Author Constance Briones has created an excellent work of historical romance with a definite feminist bend. There is a paucity of information on the life of Isabella Whitney aside from her poetry first published in 1567 by London printer and bookseller, Richard Jones.

In this novel, it is imagined that eighteen year old Isabella was sent to work for widowed baroness, Lady Bramwell. Isabella needed to acquire the housewifery skills necessary to be matched, in matrimony, to a distinguished gentleman. Lady Bramwell encouraged Isabella to read books on "the virtues of womanhood and housewifery skills." Isabella noticed a magnificent library at the country estate. If only she could explore the amazing collection of Greek and Roman classics. Lady Bramwell's nephew, Robert Barrington, a law student, entered the library and Isabella's life at the Twelfth Night Gala at the estate. Was Robert a rakish fellow or a serious, kind gentleman? He recommended and secured several books for Isabella to be discussed after she read them.

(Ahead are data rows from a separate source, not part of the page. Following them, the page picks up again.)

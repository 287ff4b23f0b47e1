//! Observers notified once per settled generation.

use super::state::BatchSnapshot;
use async_trait::async_trait;
use std::sync::{PoisonError, RwLock};

/// Receives the consolidated snapshot of every generation that settles.
///
/// Superseded generations are never reported.
#[async_trait]
pub trait BatchListener<I>: Send + Sync {
    async fn on_settled(&self, snapshot: &BatchSnapshot<I>);
}

/// Records every settled snapshot; handy in tests and for diagnostics.
pub struct InMemoryListener<I> {
    snapshots: RwLock<Vec<BatchSnapshot<I>>>,
    max_snapshots: usize,
}

impl<I: Clone> InMemoryListener<I> {
    pub fn new(max: usize) -> Self {
        Self {
            snapshots: RwLock::new(Vec::new()),
            max_snapshots: max.max(1),
        }
    }

    pub fn snapshots(&self) -> Vec<BatchSnapshot<I>> {
        self.snapshots
            .read()
            .unwrap_or_else(PoisonError::into_inner)
            .clone()
    }

    pub fn last(&self) -> Option<BatchSnapshot<I>> {
        self.snapshots
            .read()
            .unwrap_or_else(PoisonError::into_inner)
            .last()
            .cloned()
    }

    pub fn len(&self) -> usize {
        self.snapshots
            .read()
            .unwrap_or_else(PoisonError::into_inner)
            .len()
    }

    pub fn is_empty(&self) -> bool {
        self.len() == 0
    }

    pub fn clear(&self) {
        self.snapshots
            .write()
            .unwrap_or_else(PoisonError::into_inner)
            .clear();
    }
}

#[async_trait]
impl<I: Clone + Send + Sync> BatchListener<I> for InMemoryListener<I> {
    async fn on_settled(&self, snapshot: &BatchSnapshot<I>) {
        let mut snapshots = self.snapshots.write().unwrap_or_else(PoisonError::into_inner);
        snapshots.push(snapshot.clone());
        if snapshots.len() > self.max_snapshots {
            snapshots.remove(0);
        }
    }
}

/// Adapts a synchronous closure into a [`BatchListener`].
pub struct FnListener<F> {
    f: F,
}

impl<F> FnListener<F> {
    pub fn new(f: F) -> Self {
        Self { f }
    }
}

#[async_trait]
impl<I, F> BatchListener<I> for FnListener<F>
where
    I: Send + Sync,
    F: Fn(&BatchSnapshot<I>) + Send + Sync,
{
    async fn on_settled(&self, snapshot: &BatchSnapshot<I>) {
        (self.f)(snapshot)
    }
}
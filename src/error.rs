use crate::transport::TransportError;
use thiserror::Error;

/// Where an error came from: the offending field, extra detail, and the component that raised it.
#[derive(Debug, Clone, Default, PartialEq, Eq)]
pub struct ErrorContext {
    /// Config key or descriptor field, e.g. "base_url" or "url"
    pub field_path: Option<String>,
    /// Underlying parser or client message
    pub details: Option<String>,
    /// Raising component, e.g. "request_factory" or "batch_orchestrator"
    pub source: Option<String>,
}

impl ErrorContext {
    pub fn new() -> Self {
        Self::default()
    }

    pub fn with_field_path(mut self, path: impl Into<String>) -> Self {
        self.field_path = Some(path.into());
        self
    }

    pub fn with_details(mut self, details: impl Into<String>) -> Self {
        self.details = Some(details.into());
        self
    }

    pub fn with_source(mut self, source: impl Into<String>) -> Self {
        self.source = Some(source.into());
        self
    }
}

/// Unified error type for the crate.
///
/// Per-item transport failures inside a batch never surface here; they are
/// recorded in the batch snapshot instead. This type covers what fails the
/// *call itself*: bad configuration, descriptors that cannot be built, and
/// runtime plumbing problems.
#[derive(Debug, Error)]
pub enum Error {
    #[error("Configuration error: {message}{}", format_context(.context))]
    Configuration {
        message: String,
        context: ErrorContext,
    },

    #[error("Validation error: {message}{}", format_context(.context))]
    Validation {
        message: String,
        context: ErrorContext,
    },

    #[error("Runtime error: {message}{}", format_context(.context))]
    Runtime {
        message: String,
        context: ErrorContext,
    },

    #[error("Network transport error: {0}")]
    Transport(#[from] TransportError),

    #[error("I/O error: {0}")]
    Io(#[from] std::io::Error),

    #[error("Serialization error: {0}")]
    Serialization(#[from] serde_json::Error),
}

// " (field: .., details: .., source: ..)" with absent parts skipped; empty when nothing is set.
fn format_context(ctx: &ErrorContext) -> String {
    let parts: Vec<String> = [
        ("field", ctx.field_path.as_deref()),
        ("details", ctx.details.as_deref()),
        ("source", ctx.source.as_deref()),
    ]
    .into_iter()
    .filter_map(|(label, value)| value.map(|v| format!("{}: {}", label, v)))
    .collect();

    if parts.is_empty() {
        String::new()
    } else {
        format!(" ({})", parts.join(", "))
    }
}

impl Error {
    pub fn runtime(msg: impl Into<String>) -> Self {
        Self::runtime_with_context(msg, ErrorContext::new())
    }

    pub fn validation(msg: impl Into<String>) -> Self {
        Self::validation_with_context(msg, ErrorContext::new())
    }

    pub fn runtime_with_context(msg: impl Into<String>, context: ErrorContext) -> Self {
        Error::Runtime {
            message: msg.into(),
            context,
        }
    }

    pub fn validation_with_context(msg: impl Into<String>, context: ErrorContext) -> Self {
        Error::Validation {
            message: msg.into(),
            context,
        }
    }

    pub fn configuration_with_context(msg: impl Into<String>, context: ErrorContext) -> Self {
        Error::Configuration {
            message: msg.into(),
            context,
        }
    }

    /// Context of the configuration, validation and runtime variants.
    pub fn context(&self) -> Option<&ErrorContext> {
        match self {
            Error::Configuration { context, .. }
            | Error::Validation { context, .. }
            | Error::Runtime { context, .. } => Some(context),
            _ => None,
        }
    }
}
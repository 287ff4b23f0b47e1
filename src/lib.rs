//! # parallel-requests
//!
//! 并发批量请求编排库：一次发出多个独立请求，分别记录成功与失败，并只重试失败的部分。
//!
//! Batch request orchestration with selective retry.
//!
//! ## Overview
//!
//! Given a list of inputs and a factory that turns each input into a request
//! descriptor, a [`BatchOrchestrator`] issues every request at once, waits for
//! all of them independently, and publishes the outcome partitioned into
//! `succeeded` and `failed` sets that keep the original input order. A
//! [`RetryHandle`] derived from the failed set re-runs exactly those inputs
//! with the same request-construction policy.
//!
//! ## Key Features
//!
//! - **No fail-fast**: one failing request never aborts its siblings
//! - **Positional results**: partitions follow input order, not completion order
//! - **Generations**: results of a superseded `exec` are never published
//! - **Injected transport**: any [`Transport`] implementation, with a
//!   process-wide default backed by `reqwest`
//!
//! ## Quick Start
//!
//! ```rust,no_run
//! use parallel_requests::{BatchOrchestrator, RequestDescriptor};
//!
//! #[tokio::main]
//! async fn main() -> parallel_requests::Result<()> {
//!     let batch = BatchOrchestrator::builder()
//!         .build(|id: &u32| RequestDescriptor::new().url(format!("https://api.example.com/items/{}", id)))?;
//!
//!     batch.exec(vec![1, 2, 3])?;
//!     let snapshot = batch.settled().await?;
//!
//!     for (id, body) in snapshot.succeeded.iter().zip(&snapshot.data) {
//!         println!("{}: {}", id, body);
//!     }
//!     if let Some(retry) = batch.retry() {
//!         retry.invoke()?;
//!     }
//!     Ok(())
//! }
//! ```
//!
//! ## Module Organization
//!
//! | Module | Description |
//! |--------|-------------|
//! | [`batch`] | Batch orchestrator, snapshots, listeners and selective retry |
//! | [`single`] | Single-request callback and load-on-construction data request |
//! | [`request`] | Request descriptors, factories and templates |
//! | [`transport`] | Transport trait, HTTP implementation and the default slot |
//! | [`config`] | HTTP client configuration from code, env or YAML |

pub mod batch;
pub mod config;
pub mod error;
pub mod request;
mod runtime;
pub mod single;
pub mod transport;

pub use batch::{
    parallel_delete, parallel_get, parallel_patch, parallel_post, parallel_put, BatchListener,
    BatchOrchestrator, BatchSnapshot, Observation, RetryCoordinator, RetryHandle,
};
pub use config::ClientConfig;
pub use error::{Error, ErrorContext};
pub use request::{IntoRequest, Method, RequestDescriptor, RequestTemplate};
pub use single::{DataRequest, DataRequestOptions, RequestCallback};
pub use transport::{
    default_transport, provide_transport, reset_transport, HttpTransport, Response, Transport,
    TransportError,
};

/// Result type alias for the library
pub type Result<T> = std::result::Result<T, Error>;
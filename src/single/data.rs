//! Load-on-construction request for a fixed descriptor.

use crate::request::{IntoRequest, Method, RequestDescriptor};
use crate::runtime;
use crate::transport::{self, Response, Transport, TransportError};
use crate::{Error, ErrorContext, Result};
use serde_json::Value;
use std::sync::{Arc, Mutex, PoisonError};
use tokio::runtime::Handle;
use tokio::sync::watch;
use tokio_util::sync::CancellationToken;
use tracing::{debug, info};

/// Behaviour switches for a [`DataRequest`].
#[derive(Debug, Clone, Copy, PartialEq, Eq)]
pub struct DataRequestOptions {
    /// Issue the request on construction and on every retry.
    pub will_run: bool,
    /// Cancel the previous run whenever a new one starts.
    pub cancelable: bool,
}

impl Default for DataRequestOptions {
    fn default() -> Self {
        Self {
            will_run: true,
            cancelable: false,
        }
    }
}

impl DataRequestOptions {
    pub fn new() -> Self {
        Self::default()
    }

    pub fn with_will_run(mut self, will_run: bool) -> Self {
        self.will_run = will_run;
        self
    }

    pub fn with_cancelable(mut self, cancelable: bool) -> Self {
        self.cancelable = cancelable;
        self
    }
}

/// Published state of a [`DataRequest`].
#[derive(Debug, Clone)]
pub struct DataSnapshot {
    pub loading: bool,
    /// Run sequence; 0 until the first request is issued.
    pub generation: u64,
    pub retries_count: u64,
    pub data: Option<Value>,
    pub response: Option<Response>,
    pub error: Option<Arc<TransportError>>,
}

struct DataInner {
    request: RequestDescriptor,
    transport: Arc<dyn Transport>,
    cancelable: bool,
    will_run: Mutex<bool>,
    current: Mutex<Option<CancellationToken>>,
    published: watch::Sender<DataSnapshot>,
}

impl DataInner {
    fn will_run(&self) -> bool {
        *self.will_run.lock().unwrap_or_else(PoisonError::into_inner)
    }

    /// Swap in a fresh token for the next run, returning the previous one.
    fn replace_token(&self, token: Option<CancellationToken>) -> Option<CancellationToken> {
        let mut current = self.current.lock().unwrap_or_else(PoisonError::into_inner);
        std::mem::replace(&mut *current, token)
    }

    fn run(self: &Arc<Self>, handle: &Handle) -> u64 {
        let token = CancellationToken::new();
        if let Some(previous) = self.replace_token(Some(token.clone())) {
            if self.cancelable {
                previous.cancel();
            }
        }

        let mut generation = 0;
        self.published.send_modify(|s| {
            s.generation += 1;
            s.loading = true;
            s.error = None;
            generation = s.generation;
        });
        debug!(generation, url = ?self.request.url, "data request started");

        let inner = Arc::clone(self);
        let request = self.request.clone();
        handle.spawn(async move {
            let result = tokio::select! {
                biased;
                _ = token.cancelled() => Err(TransportError::Cancelled),
                res = transport::send_caught(inner.transport.as_ref(), request) => res,
            };

            if matches!(&result, Err(e) if e.is_cancelled()) {
                debug!(generation, "data request cancelled");
                return;
            }

            let published = inner.published.send_if_modified(|s| {
                if s.generation != generation {
                    return false;
                }
                s.loading = false;
                match result {
                    Ok(response) => {
                        s.data = Some(response.body.clone());
                        s.response = Some(response);
                    }
                    Err(err) => s.error = Some(Arc::new(err)),
                }
                true
            });
            if published {
                info!(generation, "data request settled");
            } else {
                debug!(generation, "dropping result of superseded run");
            }
        });

        generation
    }
}

/// Request issued as soon as it is built, re-issued on `retry`.
///
/// Issuing a request needs a Tokio runtime; outside one, `start`, `retry`
/// and `set_will_run(true)` return a `Runtime` error and change nothing.
#[derive(Clone)]
pub struct DataRequest {
    inner: Arc<DataInner>,
}

impl DataRequest {
    pub fn builder(request: impl IntoRequest) -> Result<DataRequestBuilder> {
        Ok(DataRequestBuilder::new(request.into_request()?))
    }

    /// Re-issue the request. Counted in `retries_count` even when `will_run`
    /// is off, in which case nothing is sent and the current generation is returned.
    pub fn retry(&self) -> Result<u64> {
        let handle = if self.inner.will_run() {
            Some(runtime::current_handle("data_request")?)
        } else {
            None
        };
        let mut generation = 0;
        self.inner.published.send_modify(|s| {
            s.retries_count += 1;
            generation = s.generation;
        });
        match handle {
            Some(handle) => Ok(self.inner.run(&handle)),
            None => {
                debug!(generation, "retry ignored while will_run is off");
                Ok(generation)
            }
        }
    }

    /// Turning `will_run` on issues a request; turning it off stops future
    /// runs and, when cancelable, aborts the current one.
    pub fn set_will_run(&self, will_run: bool) -> Result<()> {
        let handle = if will_run && !self.inner.will_run() {
            Some(runtime::current_handle("data_request")?)
        } else {
            None
        };
        let was = {
            let mut flag = self.inner.will_run.lock().unwrap_or_else(PoisonError::into_inner);
            std::mem::replace(&mut *flag, will_run)
        };
        match (was, will_run, handle) {
            (false, true, Some(handle)) => {
                self.inner.run(&handle);
            }
            (true, false, _) if self.inner.cancelable => self.cancel(),
            _ => {}
        }
        Ok(())
    }

    /// Abort the current run, if any. Its result, success or failure, is never published.
    pub fn cancel(&self) {
        if let Some(token) = self.inner.replace_token(None) {
            token.cancel();
            self.inner.published.send_if_modified(|s| {
                if !s.loading {
                    return false;
                }
                // Nothing supersedes this run, so release `loading` here.
                s.loading = false;
                s.generation += 1;
                true
            });
        }
    }

    /// Replace the data locally without issuing a request.
    pub fn set_data(&self, data: Value) {
        self.inner.published.send_modify(|s| s.data = Some(data));
    }

    pub fn data(&self) -> Option<Value> {
        self.inner.published.borrow().data.clone()
    }

    pub fn is_loading(&self) -> bool {
        self.inner.published.borrow().loading
    }

    pub fn snapshot(&self) -> DataSnapshot {
        self.inner.published.borrow().clone()
    }

    pub fn subscribe(&self) -> watch::Receiver<DataSnapshot> {
        self.inner.published.subscribe()
    }

    /// Wait until no run is loading.
    pub async fn settled(&self) -> Result<DataSnapshot> {
        let mut rx = self.subscribe();
        let snapshot = rx
            .wait_for(|s| !s.loading)
            .await
            .map_err(|_| {
                Error::runtime_with_context(
                    "data state channel closed",
                    ErrorContext::new().with_source("data_request"),
                )
            })?
            .clone();
        Ok(snapshot)
    }
}

pub struct DataRequestBuilder {
    request: RequestDescriptor,
    options: DataRequestOptions,
    transport: Option<Arc<dyn Transport>>,
}

impl DataRequestBuilder {
    pub fn new(request: RequestDescriptor) -> Self {
        Self {
            request,
            options: DataRequestOptions::default(),
            transport: None,
        }
    }

    pub fn options(mut self, options: DataRequestOptions) -> Self {
        self.options = options;
        self
    }

    pub fn will_run(mut self, will_run: bool) -> Self {
        self.options.will_run = will_run;
        self
    }

    pub fn cancelable(mut self, cancelable: bool) -> Self {
        self.options.cancelable = cancelable;
        self
    }

    pub fn transport(mut self, transport: Arc<dyn Transport>) -> Self {
        self.transport = Some(transport);
        self
    }

    /// Build and, when `will_run` is set, issue the first request.
    pub fn start(self) -> Result<DataRequest> {
        let handle = if self.options.will_run {
            Some(runtime::current_handle("data_request")?)
        } else {
            None
        };
        let transport = match self.transport {
            Some(t) => t,
            None => transport::default_transport()?,
        };
        let (published, _) = watch::channel(DataSnapshot {
            loading: self.options.will_run,
            generation: 0,
            retries_count: 0,
            data: None,
            response: None,
            error: None,
        });
        let inner = Arc::new(DataInner {
            request: self.request,
            transport,
            cancelable: self.options.cancelable,
            will_run: Mutex::new(self.options.will_run),
            current: Mutex::new(None),
            published,
        });
        if let Some(handle) = handle {
            inner.run(&handle);
        }
        Ok(DataRequest { inner })
    }
}

/// GET request for `request`, whatever method it carried.
pub fn get_data(request: impl IntoRequest) -> Result<DataRequestBuilder> {
    let request = request.into_request()?.merge(&RequestDescriptor::with_method_only(Method::Get));
    Ok(DataRequestBuilder::new(request))
}
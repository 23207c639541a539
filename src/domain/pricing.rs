//! Final-price rules for booked itineraries.
//!
//! Order matters: the direct surcharge applies first, the high-occupancy
//! surcharge compounds on top, per leg.

/// Occupancy percentage at which the high-demand surcharge kicks in.
pub const HIGH_OCCUPANCY_THRESHOLD: f64 = 95.0;

/// Multiplier for direct (single-leg) itineraries.
pub const DIRECT_SURCHARGE: f64 = 1.20;

/// Multiplier applied on top when occupancy reaches the threshold.
pub const HIGH_OCCUPANCY_SURCHARGE: f64 = 1.10;

/// Sums the adjusted price of every leg of an itinerary.
pub fn final_price(leg_base_prices: &[f64], is_direct: bool, occupancy_percent: f64) -> f64 {
    leg_base_prices
        .iter()
        .map(|&base| apply_occupancy_rule(apply_direct_rule(base, is_direct), occupancy_percent))
        .sum()
}

pub fn apply_direct_rule(price: f64, is_direct: bool) -> f64 {
    if is_direct { price * DIRECT_SURCHARGE } else { price }
}

pub fn apply_occupancy_rule(price: f64, occupancy_percent: f64) -> f64 {
    if occupancy_percent >= HIGH_OCCUPANCY_THRESHOLD { price * HIGH_OCCUPANCY_SURCHARGE } else { price }
}

#[cfg(test)]
mod tests {
    use super::*;
    use approx::assert_relative_eq;

    #[test]
    fn direct_single_leg_gets_twenty_percent() {
        assert_relative_eq!(final_price(&[120_000.0], true, 0.0), 144_000.0);
    }

    #[test]
    fn high_occupancy_transfer_gets_ten_percent_per_leg() {
        assert_relative_eq!(final_price(&[220_000.0, 160_000.0], false, 96.0), 418_000.0);
    }

    #[test]
    fn surcharges_compound_multiplicatively() {
        // Direct and nearly full: 1.20 then 1.10.
        assert_relative_eq!(final_price(&[100_000.0], true, 95.0), 132_000.0);
    }

    #[test]
    fn no_surcharge_below_the_threshold() {
        assert_relative_eq!(final_price(&[100_000.0, 50_000.0], false, 94.9), 150_000.0);
        assert_relative_eq!(apply_occupancy_rule(100.0, 0.0), 100.0);
        assert_relative_eq!(apply_direct_rule(100.0, false), 100.0);
    }
}
pub mod city;
pub mod edge;
pub mod graph;
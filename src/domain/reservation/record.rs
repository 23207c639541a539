use std::fmt;

/// One of the three seating zones of the aircraft, each holding ten seats.
#[derive(Debug, Clone, Copy, PartialEq, Eq, Hash, PartialOrd, Ord)]
pub enum Section {
    A,
    B,
    C,
}

impl Section {
    pub const ALL: [Section; 3] = [Section::A, Section::B, Section::C];

    pub fn as_char(self) -> char {
        match self {
            Section::A => 'A',
            Section::B => 'B',
            Section::C => 'C',
        }
    }

    pub fn from_char(c: char) -> Option<Section> {
        match c {
            'A' => Some(Section::A),
            'B' => Some(Section::B),
            'C' => Some(Section::C),
            _ => None,
        }
    }
}

impl fmt::Display for Section {
    fn fmt(&self, f: &mut fmt::Formatter<'_>) -> fmt::Result {
        write!(f, "{}", self.as_char())
    }
}

/// Issues the monotonically increasing reservation codes ("RES-1000",
/// "RES-1001", ...) used as sort keys by the reservation index.
///
/// One sequence serves every flight of a session and never resets while the
/// process lives. It is owned by the booking desk and injected into record
/// construction, so tests can run with predictable codes.
#[derive(Debug)]
pub struct CodeSequence {
    next: u32,
}

impl CodeSequence {
    pub fn new() -> Self {
        Self::starting_at(1000)
    }

    pub fn starting_at(first: u32) -> Self {
        Self { next: first }
    }

    pub fn next_code(&mut self) -> String {
        let code = format!("RES-{:04}", self.next);
        self.next += 1;
        code
    }
}

impl Default for CodeSequence {
    fn default() -> Self {
        Self::new()
    }
}

/// A confirmed seat reservation for one leg of an itinerary.
///
/// Immutable once constructed. `code` is unique and strictly increasing
/// across the session, which makes it the natural index key.
#[derive(Debug, Clone, PartialEq)]
pub struct ReservationRecord {
    code: String,
    seat: String,
    section: Section,
    seat_number: u8,
    origin: String,
    destination: String,
    flight_code: String,
}

impl ReservationRecord {
    /// Builds a record from a seat string such as "A5".
    ///
    /// The seat string is always produced by the seat map, never by a user.
    /// A malformed string is a precondition violation and panics.
    pub fn new(
        code: String,
        seat: &str,
        origin: impl Into<String>,
        destination: impl Into<String>,
        flight_code: impl Into<String>,
    ) -> Self {
        let section = seat
            .chars()
            .next()
            .and_then(Section::from_char)
            .expect("seat string must start with a section letter");
        let seat_number: u8 = seat[1..].parse().expect("seat string must end with a seat number");
        debug_assert!((1..=10u8).contains(&seat_number), "seat number out of range: {}", seat_number);

        Self {
            code,
            seat: seat.to_string(),
            section,
            seat_number,
            origin: origin.into(),
            destination: destination.into(),
            flight_code: flight_code.into(),
        }
    }

    pub fn code(&self) -> &str {
        &self.code
    }

    pub fn seat(&self) -> &str {
        &self.seat
    }

    pub fn section(&self) -> Section {
        self.section
    }

    pub fn seat_number(&self) -> u8 {
        self.seat_number
    }

    pub fn origin(&self) -> &str {
        &self.origin
    }

    pub fn destination(&self) -> &str {
        &self.destination
    }

    pub fn flight_code(&self) -> &str {
        &self.flight_code
    }
}

impl fmt::Display for ReservationRecord {
    fn fmt(&self, f: &mut fmt::Formatter<'_>) -> fmt::Result {
        write!(
            f,
            "{} | Flight {} | {} -> {} | Seat {}",
            self.code, self.flight_code, self.origin, self.destination, self.seat
        )
    }
}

At celebrations or gatherings, gentlemen often debated "the querelle des femmes..."A trite rhetorical exercise in which men debate about a woman's true nature...virtuous or sinner, rational or irrational, a worthy or unworthy companion for life." Isabella was frustrated. "Poetic expression is a powerful tool, and a woman can do it just as well as a man...Poetry has the power to sway emotion no matter which sex wields the pen." It is unclear why Isabella was dismissed from Lady Bramwell's employ...a dalliance? Could she write a poem showing the inconsistency of a man's love?

Excerpts from
The Admonition by the Author to all Young Gentlewomen: And to all other Maids being in Love (1567)
by Isabella Whitney

"Ye Virgins, ye from Cupid's tents
do bear away the foil,
Whose hearts as yet with raging love
most painfully do boil...

Beware of fair and painted talk,
beware of flattering tongues:
The Mermaids do pretend no good
for all their pleasant songs...

Trust not a man at the first sight
but try him well before:
I wish all maids within their breasts
to keep this thing in store...

For trial shall declare his truth
and show what he doth think,
Whether he be a lover true,
or do intend to shrink...

The little fish that careless is
within the water clear,
How glad is he, when he doth see,
a bait for to appear....

He thinks his hap right good to be,
that he the same could spy,
And so the simple fool doth trust
too much before he try....

O little fish, what hap hadst thou?
to have such spiteful fate,
To come into one's cruel hands
out of so happy state?"

Thank you Historium Press and Net Galley for the ARC in exchange for an honest review.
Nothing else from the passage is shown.